§ What is being asked
Across the entries below, work out how many lines contain "reason". Respond with the number and no other text.

§ Raw data

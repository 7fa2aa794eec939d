use crate::{common::utils, smtp::{smtp_error::SmtpError, smtp_mode::SmtpMode}};

const PORT_SMTPS: u16 = 465;
const PORT_SUBMISSION: u16 = 587;

const PROVIDERS: [(&str, &str); 6] = [
    ("gmail", "smtp.gmail.com"),
    ("outlook", "smtp-mail.outlook.com"),
    ("office365", "smtp.office365.com"),
    ("yahoo", "smtp.mail.yahoo.com"),
    ("icloud", "smtp.mail.me.com"),
    ("zoho", "smtp.zoho.com"),
];

/// A mail relay endpoint and the TLS strategy used to reach it.
#[derive(Debug, Clone)]
pub struct SmtpEndpoint {
    pub host: String,
    pub port: u16,
    pub mode: SmtpMode,
}

impl SmtpEndpoint {
    /// Looks up a named provider from the catalog, choosing the standard port
    /// for the TLS strategy: 465 for implicit TLS, 587 for `STARTTLS`.
    pub fn resolve<T: AsRef<str>>(provider: T, secure: bool) -> Result<Self, SmtpError> {
        let provider = provider.as_ref();
        let host = PROVIDERS
            .iter()
            .find(|(name, _)| *name == provider)
            .map(|(_, host)| *host)
            .ok_or_else(|| SmtpError::Validation {
                reason: format!("unsupported email provider: {}", provider),
            })?;

        let (port, mode) = match secure {
            true => (PORT_SMTPS, SmtpMode::Tls),
            false => (PORT_SUBMISSION, SmtpMode::StartTls),
        };
        Ok(SmtpEndpoint { host: host.to_string(), port, mode })
    }

    /// Builds an endpoint for any relay outside the catalog.
    /// The host accepts a plain name or `host:port`, where an explicit port wins over `port`.
    pub fn new<T: AsRef<str>>(host: T, port: u16, mode: SmtpMode) -> Result<Self, SmtpError> {
        let (host, port) = utils::parse_host(host.as_ref(), port).map_err(|err| SmtpError::Validation {
            reason: format!("invalid endpoint port: {}", err),
        })?;
        Ok(SmtpEndpoint { host: host.to_string(), port, mode })
    }

    /// Names accepted by [`SmtpEndpoint::resolve`].
    pub fn providers() -> impl Iterator<Item = &'static str> {
        PROVIDERS.iter().map(|(name, _)| *name)
    }
}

§ Reply to the task
2